(Recorded data)
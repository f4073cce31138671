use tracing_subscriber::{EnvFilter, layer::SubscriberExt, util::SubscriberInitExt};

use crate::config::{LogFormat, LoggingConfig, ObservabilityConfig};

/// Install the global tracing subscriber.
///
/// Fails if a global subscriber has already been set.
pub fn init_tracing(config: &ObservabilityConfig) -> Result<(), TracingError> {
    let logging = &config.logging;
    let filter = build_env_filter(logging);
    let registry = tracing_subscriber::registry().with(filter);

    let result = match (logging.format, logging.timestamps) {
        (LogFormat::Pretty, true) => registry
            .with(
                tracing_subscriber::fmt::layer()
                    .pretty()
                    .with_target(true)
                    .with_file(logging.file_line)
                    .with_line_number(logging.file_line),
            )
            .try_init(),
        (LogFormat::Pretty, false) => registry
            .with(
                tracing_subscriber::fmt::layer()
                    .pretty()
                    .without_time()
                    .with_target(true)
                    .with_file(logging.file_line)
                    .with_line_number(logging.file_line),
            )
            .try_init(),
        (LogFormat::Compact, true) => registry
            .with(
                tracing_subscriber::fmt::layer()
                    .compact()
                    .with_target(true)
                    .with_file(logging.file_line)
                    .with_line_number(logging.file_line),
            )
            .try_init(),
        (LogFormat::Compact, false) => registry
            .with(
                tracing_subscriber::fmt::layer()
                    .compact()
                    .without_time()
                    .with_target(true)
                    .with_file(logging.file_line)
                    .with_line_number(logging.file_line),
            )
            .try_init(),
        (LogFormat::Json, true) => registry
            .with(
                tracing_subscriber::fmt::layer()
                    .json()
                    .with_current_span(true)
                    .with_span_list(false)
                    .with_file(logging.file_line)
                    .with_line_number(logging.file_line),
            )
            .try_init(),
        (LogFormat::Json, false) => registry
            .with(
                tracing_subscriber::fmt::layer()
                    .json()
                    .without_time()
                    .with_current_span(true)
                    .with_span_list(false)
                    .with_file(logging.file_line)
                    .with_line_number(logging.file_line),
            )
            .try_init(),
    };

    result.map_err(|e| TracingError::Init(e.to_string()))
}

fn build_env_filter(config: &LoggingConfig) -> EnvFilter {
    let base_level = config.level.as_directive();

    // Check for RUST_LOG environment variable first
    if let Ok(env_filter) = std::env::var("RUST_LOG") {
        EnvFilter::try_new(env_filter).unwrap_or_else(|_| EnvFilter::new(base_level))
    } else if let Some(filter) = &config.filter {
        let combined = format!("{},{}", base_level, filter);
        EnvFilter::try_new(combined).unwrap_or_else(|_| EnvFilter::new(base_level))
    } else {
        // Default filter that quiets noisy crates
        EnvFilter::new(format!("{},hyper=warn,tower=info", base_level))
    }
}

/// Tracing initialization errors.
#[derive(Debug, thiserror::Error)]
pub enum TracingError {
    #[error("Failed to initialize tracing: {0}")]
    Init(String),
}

Assignment: Repeat the lines above, from the one containing "result.map_err(|e| TracingError::Init(e.to_string()))" to the final line, word for word and with nothing else.

Exercise solution:
    result.map_err(|e| TracingError::Init(e.to_string()))
}

fn build_env_filter(config: &LoggingConfig) -> EnvFilter {
    let base_level = config.level.as_directive();

    // Check for RUST_LOG environment variable first
    if let Ok(env_filter) = std::env::var("RUST_LOG") {
        EnvFilter::try_new(env_filter).unwrap_or_else(|_| EnvFilter::new(base_level))
    } else if let Some(filter) = &config.filter {
        let combined = format!("{},{}", base_level, filter);
        EnvFilter::try_new(combined).unwrap_or_else(|_| EnvFilter::new(base_level))
    } else {
        // Default filter that quiets noisy crates
        EnvFilter::new(format!("{},hyper=warn,tower=info", base_level))
    }
}

/// Tracing initialization errors.
#[derive(Debug, thiserror::Error)]
pub enum TracingError {
    #[error("Failed to initialize tracing: {0}")]
    Init(String),
}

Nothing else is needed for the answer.